L’article d’origine a été publié en anglais le 19 mars 2019.

[Sauf mention contraire, tous les liens renvoient vers des pages en anglais, ndlt.]

Le 12 mars dernier, différents médias russes, suivis par plusieurs journaux américains dont le Washington Post et le New York Times, ont révélé qu'un blogueur dissident tchétchène, actuellement exilé en Pologne, faisait l'objet d'une « vendetta » orchestrée par un haut responsable de son pays d'origine. Tumso Abdurakhmanov, le blogueur en question, a exprimé à l'agence Associated Press la gravité avec laquelle il prenait cette menace. 

Penser le contraire serait irresponsable, compte tenu du fait que le haut fonctionnaire tchétchène en question, Magomed Daudov, également connu sous son nom de guerre du « Seigneur », est un ancien chef de guerre qui, après avoir changé de camp, s'est rallié au gouvernement russe. Critiqué pour son bilan peu reluisant en matière de droits de l'homme, incluant sa supposée participation à une « purge d'homosexuels » au sein de cette république islamique intransigeante, Daudov fait l'objet de vives controverses.

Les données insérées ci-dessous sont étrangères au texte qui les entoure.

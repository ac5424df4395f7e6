//! Stage handlers

use crate::error::Result;
use crate::state::GraphState;
use async_trait::async_trait;
use std::marker::PhantomData;

/// One stage of a workflow.
///
/// `execute` receives the current snapshot and returns the next one. It must
/// be safe to call again with the same input: crash recovery always re-enters
/// the node the last checkpoint points at.
#[async_trait]
pub trait Node<S>: Send + Sync {
    async fn execute(&self, state: &S) -> Result<S>;

    /// Interrupt nodes halt the engine until an external update arrives
    fn is_interrupt(&self) -> bool {
        false
    }
}

/// Human-in-the-loop pause point. Performs no work.
pub struct Interrupt<S> {
    _state: PhantomData<fn() -> S>,
}

impl<S> Interrupt<S> {
    pub fn new() -> Self {
        Self {
            _state: PhantomData,
        }
    }
}

impl<S> Default for Interrupt<S> {
    fn default() -> Self {
        Self::new()
    }
}

#[async_trait]
impl<S: GraphState> Node<S> for Interrupt<S> {
    async fn execute(&self, state: &S) -> Result<S> {
        Ok(state.clone())
    }

    fn is_interrupt(&self) -> bool {
        true
    }
}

Tumso Abdurakhmanov, âgé de 32 ans, n'est pas non plus un fervent défenseur de la démocratie. Affichant ouvertement son affiliation au salafisme [fr], une doctrine exigeant l'application stricte des principes de l'islam, il s'est engagé dans la cause perdue de la République tchétchène d'Itchkérie [fr], un État tchétchène provisoire et non reconnu de l'entre-deux-guerres.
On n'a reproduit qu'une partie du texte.